Why did we do this? Quite simply because there are practical reasons why we cannot get bass into the 20’s from a single wide-band driver. Even if the driver was capable, and I don’t think any of them really are, the enclosure needed to reproduce these frequencies would be enormous, and thus wholly impractical in a residential environment. I actually tried, and showed my “folly” at the CES in 2007. Needless to say, I was the butt of several jokes that made the rounds! Well deserved, I might add.
And without real bass, Rethm loudspeakers were quite simply not being taken seriously as a commercial product. And again, admittedly, with reason. That is when we decided that to be a great loudspeaker, it had to be truly full-range. Sure, the magical midrange is where most of the secret lies, but any complete speaker has to have the bottom end.
The philosophy and the fundamental solution we adopted to this problem has not changed from its inception. Only the details of the implementation have changed over the years, with higher levels of refinement being worked in.
Fundamental philosophy: Use the wide-bander as a wide-bander, with no restrictions whatsoever. No filters. And just bring in the bass to fill in what the wide-bander cannot do. One of the first problems we faced, of course, was that there was no way we could match the efficiency of the wide-band drivers with our bass drivers. This automatically meant that we needed to add bass amplification to give us that added “boost” in the bass to bring it up to the levels of the wide-bander. And we of course needed a low-pass filter. Through the first generation of loudspeakers, we used only passive filters. But with this next generation, we have also started using active filters to allow us to more precisely contour the bass roll-off.

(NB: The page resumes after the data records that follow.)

//! llm-instrumentation - OpenTelemetry spans and usage metrics for LLM clients
//!
//! This crate decorates an LLM client's completion methods so that every call
//! produces one client span (request parameters, prompts, completions, token
//! usage) and, optionally, usage metrics. The instrumented client behaves
//! exactly like the original: same results, same errors, same streams.
//!
//! Spans go to whatever OpenTelemetry tracer provider the application
//! installs; metrics go through the `metrics` facade to the installed
//! recorder. Without either, instrumentation costs almost nothing.
//!
//! # Example
//!
//! ```rust
//! use std::sync::Arc;
//! use llm_instrumentation::{
//!     ClientError, Completion, CompletionRequest, CompletionResponse, Completions, Config,
//!     EventIter, Instrumentor, MethodRegistry, WRAPPED_METHODS,
//! };
//!
//! struct EchoClient;
//!
//! impl Completions for EchoClient {
//!     fn create(&self, request: &CompletionRequest) -> Result<Completion<EventIter>, ClientError> {
//!         Ok(Completion::Message(CompletionResponse {
//!             completion: request.prompt.clone(),
//!             ..Default::default()
//!         }))
//!     }
//!
//!     fn count_tokens(&self, text: &str) -> Result<i64, ClientError> {
//!         Ok(text.split_whitespace().count() as i64)
//!     }
//! }
//!
//! let registry = MethodRegistry::new();
//! let path = WRAPPED_METHODS[0].path;
//! registry.register(path, Arc::new(EchoClient));
//!
//! let instrumentor = Instrumentor::builder().config(Config::from_env()).build();
//! instrumentor.install(&registry);
//!
//! let client = registry.get(&path).unwrap();
//! let request = CompletionRequest::new("claude-instant-1.2").prompt("Hello there");
//! let response = client.create(&request)?.into_message().unwrap();
//! assert_eq!(response.completion.as_deref(), Some("Hello there"));
//! # Ok::<(), ClientError>(())
//! ```

pub mod config;
pub mod error;
pub mod instrumentation;
pub mod instrumentor;
pub mod telemetry;
pub mod traits;
pub mod types;
pub mod version;

// Re-export main types at crate root
pub use config::Config;
pub use error::{ClientError, InstrumentationError, Result};
pub use instrumentor::{
    Instrumentor, InstrumentorBuilder, MethodPath, MethodRegistry, WRAPPED_AMETHODS,
    WRAPPED_METHODS, WrappedMethod,
};
pub use traits::{
    AsyncChatModel, AsyncCompletions, ChatModel, Completion, Completions, EventIter, EventStream,
};

#[cfg(feature = "chat")]
pub use instrumentation::TracedChatModel;
pub use instrumentation::{
    InstrumentedAsyncCompletions, InstrumentedCompletions, suppress_instrumentation,
};

// Re-export all types
pub use types::{
    CompletionRequest, CompletionResponse, ContentBlock, ContentDelta, ContentPart, DeltaUsage,
    Generation, ImageData, ImageSource, LlmResult, Message, MessageContent, MessageDelta,
    ResponseBody, Role, StreamEvent, Usage,
};
//! Instrumentation scope and the build version it reports.
//!
//! Tracers created by this crate carry a scope named after the crate whose
//! version is the package version plus the git commit it was built from, so
//! spans can be traced back to the exact instrumentation build.

use opentelemetry::InstrumentationScope;

/// Instrumentation scope name used for tracers created by this crate.
pub const SCOPE_NAME: &str = "llm-instrumentation";

/// Package version from Cargo.toml.
pub const PKG_VERSION: &str = env!("CARGO_PKG_VERSION");

const GIT_SHA: Option<&str> = option_env!("VERGEN_GIT_SHA");
const GIT_DIRTY: Option<&str> = option_env!("VERGEN_GIT_DIRTY");

/// Scope version: `{version}+{sha}`, with `.dirty` appended for builds from
/// a modified tree. Plain `{version}` when git metadata is unavailable.
pub fn version_string() -> String {
    match GIT_SHA.filter(|sha| !sha.is_empty()) {
        Some(sha) => {
            let dirty = if GIT_DIRTY == Some("true") { ".dirty" } else { "" };
            format!("{PKG_VERSION}+{}{dirty}", &sha[..7.min(sha.len())])
        }
        None => PKG_VERSION.to_owned(),
    }
}

/// Instrumentation scope attached to every tracer this crate creates.
pub fn instrumentation_scope() -> InstrumentationScope {
    InstrumentationScope::builder(SCOPE_NAME)
        .with_version(version_string())
        .build()
}
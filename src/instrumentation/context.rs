//! Ambient suppression flag.
//!
//! Code that calls an instrumented client on behalf of another
//! instrumentation (or that simply wants no telemetry for a call) marks the
//! current OpenTelemetry context. Every wrapper checks the mark on entry and
//! turns into a plain passthrough when it is present.

use opentelemetry::{Context, ContextGuard};

/// Context value that disables instrumentation for the calls it covers.
#[derive(Debug, Clone, Copy, PartialEq, Eq)]
pub struct SuppressInstrumentation;

/// Whether the current context suppresses instrumentation.
pub fn is_suppressed() -> bool {
    Context::current().get::<SuppressInstrumentation>().is_some()
}

/// Suppress instrumentation until the returned guard is dropped.
///
/// ```rust
/// use llm_instrumentation::instrumentation::{is_suppressed, suppress_instrumentation};
///
/// {
///     let _guard = suppress_instrumentation();
///     assert!(is_suppressed());
/// }
/// assert!(!is_suppressed());
/// ```
pub fn suppress_instrumentation() -> ContextGuard {
    Context::current_with_value(SuppressInstrumentation).attach()
}
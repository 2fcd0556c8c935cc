//! Error types
//!
//! Two families live here. [`ClientError`] is what an instrumented client
//! raises; it reaches the caller untouched. [`InstrumentationError`] is what
//! the telemetry code itself can hit; it is logged and never reaches the
//! caller of an instrumented method.

use std::time::Duration;

/// Errors raised by an LLM client call.
///
/// Variants follow the error classes of the Anthropic client library so the
/// `error.type` metric dimension carries familiar names.
#[derive(Debug, thiserror::Error)]
pub enum ClientError {
    // Transport errors
    #[error("connection error: {0}")]
    ApiConnection(String),

    #[error("request timed out")]
    ApiTimeout,

    // Status errors
    #[error("bad request: {0}")]
    BadRequest(String),

    #[error("authentication failed: {0}")]
    Authentication(String),

    #[error("permission denied: {0}")]
    PermissionDenied(String),

    #[error("not found: {0}")]
    NotFound(String),

    #[error("rate limited, retry after {retry_after:?}")]
    RateLimit { retry_after: Option<Duration> },

    #[error("internal server error ({status}): {message}")]
    InternalServer { status: u16, message: String },

    #[error("API error ({status}): {message}")]
    ApiStatus { status: u16, message: String },

    /// An error from outside the client library's taxonomy whose class name
    /// is known, e.g. one raised by a transport or hook layer.
    #[error("{class}: {source}")]
    Foreign {
        class: &'static str,
        #[source]
        source: Box<dyn std::error::Error + Send + Sync>,
    },

    /// Anything the client library raises outside the classes above.
    #[error(transparent)]
    Other(#[from] Box<dyn std::error::Error + Send + Sync>),
}

impl ClientError {
    /// Build the status error matching an HTTP response code.
    pub fn from_status(status: u16, message: impl Into<String>) -> Self {
        let message = message.into();
        match status {
            400 => ClientError::BadRequest(message),
            401 => ClientError::Authentication(message),
            403 => ClientError::PermissionDenied(message),
            404 => ClientError::NotFound(message),
            429 => ClientError::RateLimit { retry_after: None },
            500..=599 => ClientError::InternalServer { status, message },
            _ => ClientError::ApiStatus { status, message },
        }
    }

    /// Wrap a foreign error, keeping its class name for telemetry.
    pub fn foreign(
        class: &'static str,
        source: impl Into<Box<dyn std::error::Error + Send + Sync>>,
    ) -> Self {
        ClientError::Foreign {
            class,
            source: source.into(),
        }
    }

    /// Class name of the error, used as the `error.type` dimension.
    pub fn error_type(&self) -> &'static str {
        match self {
            ClientError::ApiConnection(_) => "APIConnectionError",
            ClientError::ApiTimeout => "APITimeoutError",
            ClientError::BadRequest(_) => "BadRequestError",
            ClientError::Authentication(_) => "AuthenticationError",
            ClientError::PermissionDenied(_) => "PermissionDeniedError",
            ClientError::NotFound(_) => "NotFoundError",
            ClientError::RateLimit { .. } => "RateLimitError",
            ClientError::InternalServer { .. } => "InternalServerError",
            ClientError::ApiStatus { .. } => "APIStatusError",
            ClientError::Foreign { class, .. } => *class,
            ClientError::Other(_) => "Error",
        }
    }

    /// HTTP status carried by the error, if it came from a response.
    pub fn status(&self) -> Option<u16> {
        match self {
            ClientError::BadRequest(_) => Some(400),
            ClientError::Authentication(_) => Some(401),
            ClientError::PermissionDenied(_) => Some(403),
            ClientError::NotFound(_) => Some(404),
            ClientError::RateLimit { .. } => Some(429),
            ClientError::InternalServer { status, .. } | ClientError::ApiStatus { status, .. } => {
                Some(*status)
            }
            ClientError::ApiConnection(_)
            | ClientError::ApiTimeout
            | ClientError::Foreign { .. }
            | ClientError::Other(_) => None,
        }
    }
}

/// Failures inside the instrumentation layer.
#[derive(Debug, thiserror::Error)]
pub enum InstrumentationError {
    #[error("failed to serialize prompt content: {0}")]
    Json(#[from] serde_json::Error),

    #[error("token counting failed: {0}")]
    TokenCount(#[source] ClientError),

    #[error("configuration error: {0}")]
    Configuration(String),
}

/// Result type alias for instrumentation operations
pub type Result<T> = std::result::Result<T, InstrumentationError>;
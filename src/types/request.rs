//! Completion request descriptor

use super::message::Message;
use serde::{Deserialize, Serialize};

/// Keyword arguments of a completion or messages call.
///
/// Only the keys the instrumentation reads are modelled. The descriptor is
/// read-only to the instrumentation and reaches the wrapped client unchanged.
#[derive(Debug, Clone, Default, PartialEq, Serialize, Deserialize)]
pub struct CompletionRequest {
    #[serde(default, skip_serializing_if = "Option::is_none")]
    pub model: Option<String>,
    /// Text-completions token limit.
    #[serde(default, skip_serializing_if = "Option::is_none")]
    pub max_tokens_to_sample: Option<u64>,
    /// Messages API token limit.
    #[serde(default, skip_serializing_if = "Option::is_none")]
    pub max_tokens: Option<u64>,
    #[serde(default, skip_serializing_if = "Option::is_none")]
    pub temperature: Option<f64>,
    #[serde(default, skip_serializing_if = "Option::is_none")]
    pub top_p: Option<f64>,
    #[serde(default, skip_serializing_if = "Option::is_none")]
    pub frequency_penalty: Option<f64>,
    #[serde(default, skip_serializing_if = "Option::is_none")]
    pub presence_penalty: Option<f64>,
    #[serde(default, skip_serializing_if = "Option::is_none")]
    pub stream: Option<bool>,
    /// Text-completions prompt.
    #[serde(default, skip_serializing_if = "Option::is_none")]
    pub prompt: Option<String>,
    /// Messages API conversation.
    #[serde(default, skip_serializing_if = "Option::is_none")]
    pub messages: Option<Vec<Message>>,
}

impl CompletionRequest {
    pub fn new(model: impl Into<String>) -> Self {
        Self {
            model: Some(model.into()),
            ..Self::default()
        }
    }

    pub fn prompt(mut self, prompt: impl Into<String>) -> Self {
        self.prompt = Some(prompt.into());
        self
    }

    pub fn messages(mut self, messages: Vec<Message>) -> Self {
        self.messages = Some(messages);
        self
    }

    pub fn max_tokens_to_sample(mut self, max: u64) -> Self {
        self.max_tokens_to_sample = Some(max);
        self
    }

    pub fn max_tokens(mut self, max: u64) -> Self {
        self.max_tokens = Some(max);
        self
    }

    pub fn temperature(mut self, temp: f64) -> Self {
        self.temperature = Some(temp);
        self
    }

    pub fn top_p(mut self, p: f64) -> Self {
        self.top_p = Some(p);
        self
    }

    pub fn frequency_penalty(mut self, penalty: f64) -> Self {
        self.frequency_penalty = Some(penalty);
        self
    }

    pub fn presence_penalty(mut self, penalty: f64) -> Self {
        self.presence_penalty = Some(penalty);
        self
    }

    pub fn stream(mut self, stream: bool) -> Self {
        self.stream = Some(stream);
        self
    }

    /// Prompt texts in request order: the flat prompt, or each message's text.
    pub fn prompt_texts(&self) -> Vec<String> {
        if let Some(prompt) = self.prompt.as_deref().filter(|p| !p.is_empty()) {
            return vec![prompt.to_string()];
        }
        self.messages
            .iter()
            .flatten()
            .map(|message| message.content.text())
            .collect()
    }
}
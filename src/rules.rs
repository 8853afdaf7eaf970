use crate::board::{Board, Cell, Move, Player, SIZE};

/// The 8 winning lines: 3 rows, 3 columns, 2 diagonals.
pub const LINES: [[(usize, usize); 3]; 8] = [
    [(0, 0), (0, 1), (0, 2)],
    [(1, 0), (1, 1), (1, 2)],
    [(2, 0), (2, 1), (2, 2)],
    [(0, 0), (1, 0), (2, 0)],
    [(0, 1), (1, 1), (2, 1)],
    [(0, 2), (1, 2), (2, 2)],
    [(0, 0), (1, 1), (2, 2)],
    [(0, 2), (1, 1), (2, 0)],
];

/// Every empty cell in row-major order. Search tie-breaking depends on this order.
pub fn legal_moves(board: &Board) -> Vec<Move> {
    let mut moves = Vec::with_capacity(SIZE * SIZE);
    for row in 0..SIZE {
        for col in 0..SIZE {
            if board.get(row, col) == Cell::Empty {
                moves.push(Move::new(row, col));
            }
        }
    }
    moves
}

pub fn is_legal(board: &Board, row: usize, col: usize) -> bool {
    row < SIZE && col < SIZE && board.get(row, col) == Cell::Empty
}

pub fn winner(board: &Board) -> Option<Player> {
    LINES.iter().find_map(|line| {
        let [a, b, c] = line.map(|(row, col)| board.get(row, col));
        match a {
            Cell::Filled(player) if a == b && b == c => Some(player),
            _ => None,
        }
    })
}

pub fn is_terminal(board: &Board) -> bool {
    winner(board).is_some() || board.occupied_count() == SIZE * SIZE
}

#[cfg(test)]
mod tests {
    use super::*;

    fn board(s: &str) -> Board {
        s.parse().unwrap()
    }

    #[test]
    fn test_legal_moves_row_major() {
        let moves = legal_moves(&board("X.O/.X./O.."));
        assert_eq!(
            moves,
            vec![
                Move::new(0, 1),
                Move::new(1, 0),
                Move::new(1, 2),
                Move::new(2, 1),
                Move::new(2, 2),
            ]
        );
        assert_eq!(legal_moves(&Board::new()).len(), 9);
        assert!(legal_moves(&board("XOX/XOO/OXX")).is_empty());
    }

    #[test]
    fn test_legal_moves_match_occupancy() {
        for s in [".../.../...", "X../.../...", "XO./X../O..", "XOX/OXO/O.."] {
            let b = board(s);
            let moves = legal_moves(&b);
            assert_eq!(moves.len(), 9 - b.occupied_count());
            assert!(moves.iter().all(|m| b.get(m.row, m.col) == Cell::Empty));
        }
    }

    #[test]
    fn test_is_legal() {
        let b = board("X../.O./...");
        assert!(is_legal(&b, 0, 1));
        assert!(!is_legal(&b, 0, 0));
        assert!(!is_legal(&b, 1, 1));
        assert!(!is_legal(&b, 3, 0));
        assert!(!is_legal(&b, 0, 3));
    }

    #[test]
    fn test_winner_every_line() {
        for line in LINES {
            for player in [Player::Max, Player::Min] {
                let mut b = Board::new();
                for (row, col) in line {
                    b.place(Move::new(row, col), player);
                }
                assert_eq!(winner(&b), Some(player), "line {:?}", line);
                assert!(is_terminal(&b));
            }
        }
    }

    #[test]
    fn test_no_winner() {
        assert_eq!(winner(&Board::new()), None);
        assert!(!is_terminal(&Board::new()));

        let b = board("XO./.X./..O");
        assert_eq!(winner(&b), None);
        assert!(!is_terminal(&b));
    }

    #[test]
    fn test_full_board_draw() {
        let b = board("XOX/XOO/OXX");
        assert_eq!(winner(&b), None);
        assert!(is_terminal(&b));
    }
}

And then it was onto designing the enclosures, and selecting the appropriate drivers to give us a seamless blend with the ultra-fast and dynamic wide-band drivers. This was a tough task. While we managed to get the speed and integration, dynamics was never totally perfected in the first generation of loudspeakers. That is one of the things we have improved in the second generation.
We have had to experiment extensively to give us the right response in the bass, as we had to play with multiple variables – the filter values, and the enclosure size and internal damping – until we got what we wanted in terms of frequency response and dynamics and control.
One other feature we have on all our loudspeakers is a level control in the bass section. We are able to do this, of course, only because we have individual amplifiers driving the bass modules in each enclosure. This enables users to modulate bass levels depending on the behavior of their listening rooms. And on the Saadhana, our biggest model, we will additionally have a four position filter switch, which will enable the user to also choose the most appropriate low-pass filter setting for their space. While bass is essential to the “total” reproduction of music, overblown, or fat, or slow bass can be ruthless in its decimation of a performance. (I come from the school that says that no bass is better than bad bass.)
It is an on-going process…as you well know.
LB: The more recent change is your decision to no longer use Lowther drivers. Was the impetus cost, sonics, or both? What drivers will be used in lieu of the Lowthers?
Jacob George: Yes, this is perhaps the biggest change we have made since Rethm Loudspeakers was born. And clearly the most important, and that which took the most amount of work, time and money. The fundamental reason for the decision was performance. Lowthers have very real problems, and I was one of the few in the industry who actually modified those drivers to try and minimize those problems, although they were impossible to eliminate. But it came to a point where we felt that the Lowthers were limiting the performance of our loudspeakers.
Cost was indeed a factor too, although this was seen more as a bonus than a prime motivator. However, at the moment, we are paying more for them, as we have spent large amounts on the R&D that has gone into them.
A third and actually rather crucial factor was one that was less tangible, namely the notorious reputation that Lowther has among audiophiles. We found that a lot of people were turned off at the mere mention of “Lowther.” There was a strong feeling among friends in the industry that customers may be a lot more receptive to Rethm if we could develop a new set of wide-banders. A tall order, but one we took on as a challenge. Of course, it would depend on the quality of the wide-bander. And of course, we were not going to invest vast sums of money and our reputations on drivers that were not an improvement over the Lowthers.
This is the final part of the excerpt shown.